▶ EXTRACTED ENTRIES
//! Multi-output generator operator.
//!
//! A generation produces [`EXPECTED_OUTPUTS`] sibling outputs, each with a
//! stable version id. New outputs are found by diffing the page's version ids
//! against a snapshot taken before submitting. Each output is exported as a
//! share URL plus a capture.
use super::detect::{new_items, wait_for_new_items, wait_for_url};
use super::{
    compile, export_items, finish, open_authenticated, write_prompt_used, ExportScope, Lifecycle,
    Operator, OperatorEnv, Phase, Submission,
};
use crate::driver::Session;
use crate::error::{DesignError, Result};
use crate::store::{
    write_json_atomic, write_text_atomic, ExportedItem, Mode, OperatorResult, System,
};
use serde::Serialize;
use std::collections::HashSet;

pub const EXPECTED_OUTPUTS: usize = 4;

const PROJECT_URL: &str = r"(?i)variant\.com/(?:chat|projects)/([A-Za-z0-9_-]+)";

#[derive(Debug, Serialize)]
struct UrlEntry<'a> {
    item_id: &'a str,
    url: Option<&'a str>,
    capture: Option<&'a str>,
    error: Option<&'a str>,
}

#[derive(Debug, Clone, Copy, Default)]
pub struct VariantOperator;

impl VariantOperator {
    fn export(
        &self,
        session: &mut dyn Session,
        env: &OperatorEnv<'_>,
        lifecycle: &mut Lifecycle,
        project_url: String,
        item_ids: Vec<String>,
    ) -> Result<OperatorResult> {
        lifecycle.advance(Phase::Exporting)?;
        let exported = export_items(session, env, System::Variant, &item_ids, false);
        write_urls(env, &exported)?;
        write_text_atomic(&env.step.url_file(System::Variant), &project_url)?;
        finish(
            lifecycle,
            OperatorResult::from_items(Some(project_url), item_ids, exported),
        )
    }
}

fn write_urls(env: &OperatorEnv<'_>, exported: &[ExportedItem]) -> Result<()> {
    let entries: Vec<UrlEntry<'_>> = exported
        .iter()
        .map(|item| UrlEntry {
            item_id: &item.item_id,
            url: item.url.as_deref(),
            capture: item.capture.as_deref(),
            error: item.error.as_deref(),
        })
        .collect();
    write_json_atomic(&env.step.urls_file(System::Variant), &entries)
}

impl Operator for VariantOperator {
    fn system(&self) -> System {
        System::Variant
    }

    fn run(
        &self,
        session: &mut dyn Session,
        env: &OperatorEnv<'_>,
        lifecycle: &mut Lifecycle,
        submission: &Submission<'_>,
    ) -> Result<OperatorResult> {
        if submission.mode == Mode::Dna {
            return Err(DesignError::precondition(
                "variant runs only VARIATIONS or FEEDBACK steps",
            ));
        }
        open_authenticated(session, env, lifecycle, submission.url)?;
        lifecycle.advance(Phase::Submitting)?;
        let before: HashSet<String> = session.list_items()?.into_iter().collect();
        tracing::info!(existing = before.len(), "variant outputs before submit");
        write_prompt_used(env, System::Variant, submission.prompt)?;
        session.submit(submission.prompt, submission.images)?;

        lifecycle.advance(Phase::AwaitingCompletion)?;
        let pattern = compile(PROJECT_URL)?;
        let project_url = wait_for_url(env.clock, env.timing.url_poll(), &pattern, || {
            session.current_url()
        })?;

        lifecycle.advance(Phase::AwaitingCompletion)?;
        let fresh = wait_for_new_items(
            env.clock,
            env.timing.item_poll(),
            &before,
            EXPECTED_OUTPUTS,
            || session.list_items(),
        )?;

        lifecycle.advance(Phase::Extracting)?;
        self.export(session, env, lifecycle, project_url, fresh)
    }

    fn reexport(
        &self,
        session: &mut dyn Session,
        env: &OperatorEnv<'_>,
        lifecycle: &mut Lifecycle,
        url: &str,
        scope: &ExportScope,
    ) -> Result<OperatorResult> {
        open_authenticated(session, env, lifecycle, url)?;
        lifecycle.advance(Phase::Extracting)?;
        let item_ids = match scope {
            ExportScope::Current => new_items(&HashSet::new(), session.list_items()?),
            ExportScope::Replay(ids) => ids.clone(),
        };
        if item_ids.is_empty() {
            return Err(DesignError::external(format!("no variant outputs listed at {url}")));
        }
        self.export(session, env, lifecycle, url.to_string(), item_ids)
    }
}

▶ EXERCISE
The records above must be set down again exactly as written.

▶ THE COMPLETED TASK
//! Multi-output generator operator.
//!
//! A generation produces [`EXPECTED_OUTPUTS`] sibling outputs, each with a
//! stable version id. New outputs are found by diffing the page's version ids
//! against a snapshot taken before submitting. Each output is exported as a
//! share URL plus a capture.
use super::detect::{new_items, wait_for_new_items, wait_for_url};
use super::{
    compile, export_items, finish, open_authenticated, write_prompt_used, ExportScope, Lifecycle,
    Operator, OperatorEnv, Phase, Submission,
};
use crate::driver::Session;
use crate::error::{DesignError, Result};
use crate::store::{
    write_json_atomic, write_text_atomic, ExportedItem, Mode, OperatorResult, System,
};
use serde::Serialize;
use std::collections::HashSet;

pub const EXPECTED_OUTPUTS: usize = 4;

const PROJECT_URL: &str = r"(?i)variant\.com/(?:chat|projects)/([A-Za-z0-9_-]+)";

#[derive(Debug, Serialize)]
struct UrlEntry<'a> {
    item_id: &'a str,
    url: Option<&'a str>,
    capture: Option<&'a str>,
    error: Option<&'a str>,
}

#[derive(Debug, Clone, Copy, Default)]
pub struct VariantOperator;

impl VariantOperator {
    fn export(
        &self,
        session: &mut dyn Session,
        env: &OperatorEnv<'_>,
        lifecycle: &mut Lifecycle,
        project_url: String,
        item_ids: Vec<String>,
    ) -> Result<OperatorResult> {
        lifecycle.advance(Phase::Exporting)?;
        let exported = export_items(session, env, System::Variant, &item_ids, false);
        write_urls(env, &exported)?;
        write_text_atomic(&env.step.url_file(System::Variant), &project_url)?;
        finish(
            lifecycle,
            OperatorResult::from_items(Some(project_url), item_ids, exported),
        )
    }
}

fn write_urls(env: &OperatorEnv<'_>, exported: &[ExportedItem]) -> Result<()> {
    let entries: Vec<UrlEntry<'_>> = exported
        .iter()
        .map(|item| UrlEntry {
            item_id: &item.item_id,
            url: item.url.as_deref(),
            capture: item.capture.as_deref(),
            error: item.error.as_deref(),
        })
        .collect();
    write_json_atomic(&env.step.urls_file(System::Variant), &entries)
}

impl Operator for VariantOperator {
    fn system(&self) -> System {
        System::Variant
    }

    fn run(
        &self,
        session: &mut dyn Session,
        env: &OperatorEnv<'_>,
        lifecycle: &mut Lifecycle,
        submission: &Submission<'_>,
    ) -> Result<OperatorResult> {
        if submission.mode == Mode::Dna {
            return Err(DesignError::precondition(
                "variant runs only VARIATIONS or FEEDBACK steps",
            ));
        }
        open_authenticated(session, env, lifecycle, submission.url)?;
        lifecycle.advance(Phase::Submitting)?;
        let before: HashSet<String> = session.list_items()?.into_iter().collect();
        tracing::info!(existing = before.len(), "variant outputs before submit");
        write_prompt_used(env, System::Variant, submission.prompt)?;
        session.submit(submission.prompt, submission.images)?;

        lifecycle.advance(Phase::AwaitingCompletion)?;
        let pattern = compile(PROJECT_URL)?;
        let project_url = wait_for_url(env.clock, env.timing.url_poll(), &pattern, || {
            session.current_url()
        })?;

        lifecycle.advance(Phase::AwaitingCompletion)?;
        let fresh = wait_for_new_items(
            env.clock,
            env.timing.item_poll(),
            &before,
            EXPECTED_OUTPUTS,
            || session.list_items(),
        )?;

        lifecycle.advance(Phase::Extracting)?;
        self.export(session, env, lifecycle, project_url, fresh)
    }

    fn reexport(
        &self,
        session: &mut dyn Session,
        env: &OperatorEnv<'_>,
        lifecycle: &mut Lifecycle,
        url: &str,
        scope: &ExportScope,
    ) -> Result<OperatorResult> {
        open_authenticated(session, env, lifecycle, url)?;
        lifecycle.advance(Phase::Extracting)?;
        let item_ids = match scope {
            ExportScope::Current => new_items(&HashSet::new(), session.list_items()?),
            ExportScope::Replay(ids) => ids.clone(),
        };
        if item_ids.is_empty() {
            return Err(DesignError::external(format!("no variant outputs listed at {url}")));
        }
        self.export(session, env, lifecycle, url.to_string(), item_ids)
    }
}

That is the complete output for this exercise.